======== Material provided ========

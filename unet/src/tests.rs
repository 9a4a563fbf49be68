use burn::{
    backend::{Autodiff, NdArray},
    module::{ModuleVisitor, ParamId},
    prelude::*,
    tensor::Distribution,
};
use serde_json::json;

use crate::{
    config::{Activation, DecoderBlockType, EncoderFeatures, LayerRef, UnetConfig},
    error::UnetError,
    BackboneEncoder, BackboneKind, Unet,
};

type TestBackend = NdArray<f32>;
type TestAutodiffBackend = Autodiff<NdArray<f32>>;

fn random_input(shape: [usize; 4]) -> Tensor<TestBackend, 4> {
    Tensor::random(shape, Distribution::Normal(0.0, 1.0), &Default::default())
}

/// Counts float tensors of a module and how many of them require gradients.
#[derive(Default)]
struct GradCounter {
    total: usize,
    trainable: usize,
}

impl<B: Backend> ModuleVisitor<B> for GradCounter {
    fn visit_float<const D: usize>(&mut self, _id: ParamId, tensor: &Tensor<B, D>) {
        self.total += 1;
        if tensor.is_require_grad() {
            self.trainable += 1;
        }
    }
}

fn grad_counts<M: Module<TestAutodiffBackend>>(module: &M) -> GradCounter {
    let mut counter = GradCounter::default();
    module.visit(&mut counter);
    counter
}

fn build(config: &UnetConfig) -> Result<Unet<TestBackend>, UnetError> {
    config.init::<TestBackend>(&Default::default())
}

#[test]
fn test_default_vgg16_unet() {
    let model = build(&UnetConfig::new()).unwrap();

    assert_eq!(model.name(), "u-vgg16");
    assert_eq!(model.num_decoder_blocks(), 5);
    assert_eq!(model.skip_indices().len(), 5);

    let output = model.forward(random_input([1, 3, 64, 64])).unwrap();
    assert_eq!(output.dims(), [1, 1, 64, 64]);

    let min = output.clone().min().into_scalar();
    let max = output.max().into_scalar();
    assert!(min >= 0.0 && max <= 1.0);
}

#[test]
fn test_resnet18_softmax_sums_to_one_over_classes() {
    let config = UnetConfig::new()
        .with_backbone_name("resnet18".to_string())
        .with_classes(3)
        .with_activation(Activation::Softmax);
    let model = build(&config).unwrap();

    assert_eq!(model.name(), "u-resnet18");
    assert_eq!(model.skip_indices().len(), 4);

    let output = model.forward(random_input([2, 3, 32, 64])).unwrap();
    assert_eq!(output.dims(), [2, 3, 32, 64]);

    let sums = output.sum_dim(1);
    sums.into_data().assert_approx_eq::<f32>(
        &Tensor::<TestBackend, 4>::ones([2, 1, 32, 64], &Default::default()).into_data(),
        Default::default(),
    );
}

#[test]
fn test_transpose_decoder_matches_upsampling_geometry() {
    let base = UnetConfig::new()
        .with_backbone_name("resnet18".to_string())
        .with_classes(2);
    let upsampling = build(&base).unwrap();
    let transpose = build(
        &base
            .clone()
            .with_decoder_block_type(DecoderBlockType::Transpose),
    )
    .unwrap();

    let input = random_input([1, 3, 64, 64]);
    let expected = upsampling.forward(input.clone()).unwrap().dims();
    assert_eq!(transpose.forward(input).unwrap().dims(), expected);
}

#[test]
fn test_decoder_without_batchnorm() {
    let config = UnetConfig::new()
        .with_decoder_use_batchnorm(false)
        .with_activation(Activation::Linear);
    let with_bn = build(&UnetConfig::new()).unwrap();
    let without_bn = build(&config).unwrap();

    assert!(without_bn.num_params() < with_bn.num_params());
    let output = without_bn.forward(random_input([1, 3, 32, 32])).unwrap();
    assert_eq!(output.dims(), [1, 1, 32, 32]);
}

#[test]
fn test_shorter_decoder_stops_at_lower_resolution() {
    let config = UnetConfig::new()
        .with_backbone_name("resnet18".to_string())
        .with_decoder_filters(vec![64, 32, 16, 8]);
    let model = build(&config).unwrap();

    assert_eq!(model.output_reduction(), 2);
    let output = model.forward(random_input([1, 3, 64, 64])).unwrap();
    assert_eq!(output.dims(), [1, 1, 32, 32]);
}

#[test]
fn test_single_channel_input() {
    let config = UnetConfig::new()
        .with_backbone_name("resnet18".to_string())
        .with_input_channels(1)
        .with_input_size(Some([64, 64]));
    let model = build(&config).unwrap();

    let output = model.forward(random_input([1, 1, 64, 64])).unwrap();
    assert_eq!(output.dims(), [1, 1, 64, 64]);
}

#[test]
fn test_encoder_freeze() {
    let base = UnetConfig::new().with_backbone_name("resnet18".to_string());
    let frozen = base
        .clone()
        .with_encoder_freeze(true)
        .init::<TestAutodiffBackend>(&Default::default())
        .unwrap();
    let trainable = base
        .init::<TestAutodiffBackend>(&Default::default())
        .unwrap();

    let encoder = grad_counts(&frozen.encoder);
    assert!(encoder.total > 0);
    assert_eq!(encoder.trainable, 0);

    // BatchNorm running statistics never require gradients.
    let decoder = grad_counts(&frozen.blocks);
    assert!(decoder.trainable > 0);
    assert_eq!(decoder.trainable, grad_counts(&trainable.blocks).trainable);

    let head = grad_counts(&frozen.final_conv);
    assert_eq!(head.trainable, head.total);

    let BackboneEncoder::ResNet(resnet) = &frozen.encoder else {
        panic!("Expected a ResNet encoder");
    };
    assert!(!resnet.stem.conv0.weight.val().is_require_grad());
}

#[test]
fn test_encoder_trainable_by_default() {
    let config = UnetConfig::new().with_backbone_name("resnet18".to_string());
    let model = config
        .init::<TestAutodiffBackend>(&Default::default())
        .unwrap();

    let encoder = grad_counts(&model.encoder);
    assert!(encoder.trainable > 0);
    assert!(encoder.trainable < encoder.total);
}

#[test]
fn test_legacy_freeze_encoder_argument() {
    let config = UnetConfig::from_legacy_json(json!({
        "backbone_name": "resnet18",
        "freeze_encoder": true,
        "upsample_rates": [2, 2, 2, 2, 2],
    }))
    .unwrap();
    let model = config
        .init::<TestAutodiffBackend>(&Default::default())
        .unwrap();

    let BackboneEncoder::ResNet(encoder) = &model.encoder else {
        panic!("Expected a ResNet encoder");
    };
    assert!(!encoder.stem.conv0.weight.val().is_require_grad());
    assert_eq!(model.name(), "u-resnet18");
}

#[test]
fn test_explicit_encoder_features() {
    let features = EncoderFeatures::Layers(vec![
        LayerRef::from("block5_conv3"),
        LayerRef::Index(13),
        LayerRef::from("block3_conv3"),
    ]);
    let config = UnetConfig::new().with_encoder_features(features);
    let model = build(&config).unwrap();

    assert_eq!(model.skip_indices(), &[17, 13, 9]);
    let output = model.forward(random_input([1, 3, 32, 32])).unwrap();
    assert_eq!(output.dims(), [1, 1, 32, 32]);
}

#[test]
fn test_unknown_skip_layer() {
    let config = UnetConfig::new()
        .with_encoder_features(EncoderFeatures::Layers(vec![LayerRef::from("block6_conv1")]));

    match build(&config) {
        Err(UnetError::LayerNotFound { layer }) => assert_eq!(layer, "block6_conv1"),
        other => panic!("Expected LayerNotFound error, got {:?}", other.err()),
    }
}

#[test]
fn test_skip_index_out_of_range() {
    let config = UnetConfig::new()
        .with_backbone_name("resnet18".to_string())
        .with_encoder_features(EncoderFeatures::Layers(vec![LayerRef::Index(10_000)]));

    assert!(matches!(
        build(&config),
        Err(UnetError::LayerIndexOutOfRange { index: 10_000, .. })
    ));
}

#[test]
fn test_too_many_decoder_filters() {
    let config = UnetConfig::new().with_decoder_filters(vec![256, 128, 64, 32, 16, 8]);

    match build(&config) {
        Err(UnetError::InvalidConfiguration { reason }) => {
            assert!(reason.contains("at most 5 decoder blocks"));
        }
        other => panic!("Expected InvalidConfiguration error, got {:?}", other.err()),
    }
}

#[test]
fn test_more_default_skips_than_decoder_blocks() {
    let config = UnetConfig::new().with_decoder_filters(vec![256, 128, 64]);
    assert!(matches!(
        build(&config),
        Err(UnetError::InvalidConfiguration { .. })
    ));
}

#[test]
fn test_unknown_backbone() {
    let config = UnetConfig::new().with_backbone_name("efficientnetb0".to_string());

    match build(&config) {
        Err(UnetError::UnknownBackbone { backbone }) => assert_eq!(backbone, "efficientnetb0"),
        other => panic!("Expected UnknownBackbone error, got {:?}", other.err()),
    }
}

#[test]
fn test_listed_backbone_without_encoder() {
    let config = UnetConfig::new().with_backbone_name("densenet121".to_string());
    assert!(matches!(
        build(&config),
        Err(UnetError::UnsupportedBackbone { .. })
    ));
}

#[test]
fn test_input_size_not_divisible_by_stride() {
    let config = UnetConfig::new().with_input_size(Some([100, 64]));
    assert!(matches!(
        build(&config),
        Err(UnetError::InvalidConfiguration { .. })
    ));
}

#[test]
fn test_forward_rejects_non_divisible_input() {
    let model = build(&UnetConfig::new()).unwrap();

    match model.forward(random_input([1, 3, 48, 64])) {
        Err(UnetError::InvalidTensorShape { actual, .. }) => {
            assert_eq!(actual, "[1, 3, 48, 64]");
        }
        other => panic!("Expected InvalidTensorShape error, got {:?}", other.err()),
    }
}

#[test]
fn test_forward_rejects_wrong_channel_count() {
    let model = build(&UnetConfig::new()).unwrap();
    assert!(matches!(
        model.forward(random_input([1, 1, 32, 32])),
        Err(UnetError::InvalidTensorShape { .. })
    ));
}

#[test]
fn test_pretrained_weights_need_three_channels() {
    let config = UnetConfig::new()
        .with_input_channels(1)
        .with_encoder_weights(crate::config::EncoderWeights::Imagenet);

    match build(&config) {
        Err(UnetError::InvalidConfiguration { reason }) => {
            assert!(reason.contains("3 input channels"));
        }
        other => panic!("Expected InvalidConfiguration error, got {:?}", other.err()),
    }
}

#[test]
fn test_default_skip_table_matches_shipped_encoders() {
    for kind in [
        BackboneKind::Vgg16,
        BackboneKind::Vgg19,
        BackboneKind::ResNet18,
        BackboneKind::ResNet34,
        BackboneKind::ResNet50,
        BackboneKind::ResNeXt50,
    ] {
        let config = UnetConfig::new().with_backbone_name(kind.to_string());
        let model = build(&config).unwrap_or_else(|e| panic!("{kind}: {e}"));

        let expected = crate::default_skip_connections(kind.as_str()).unwrap().len();
        assert_eq!(model.skip_indices().len(), expected, "{kind}");
        assert_eq!(model.name(), format!("u-{kind}"));
    }
}

#[test]
fn test_config_round_trips_through_json() {
    let config = UnetConfig::new()
        .with_backbone_name("resnet50".to_string())
        .with_classes(4)
        .with_encoder_features(EncoderFeatures::Layers(vec![
            LayerRef::from("stage4_unit1_relu1"),
            LayerRef::Index(4),
        ]));

    let json = serde_json::to_string(&config).unwrap();
    let restored: UnetConfig = serde_json::from_str(&json).unwrap();
    assert_eq!(restored.to_string(), config.to_string());
}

========

→ **The task**:
Locate all lines in the listing above with the word "NdArray" and copy them.

→ **Solution for this task**:
    backend::{Autodiff, NdArray},
type TestBackend = NdArray<f32>;
type TestAutodiffBackend = Autodiff<NdArray<f32>>;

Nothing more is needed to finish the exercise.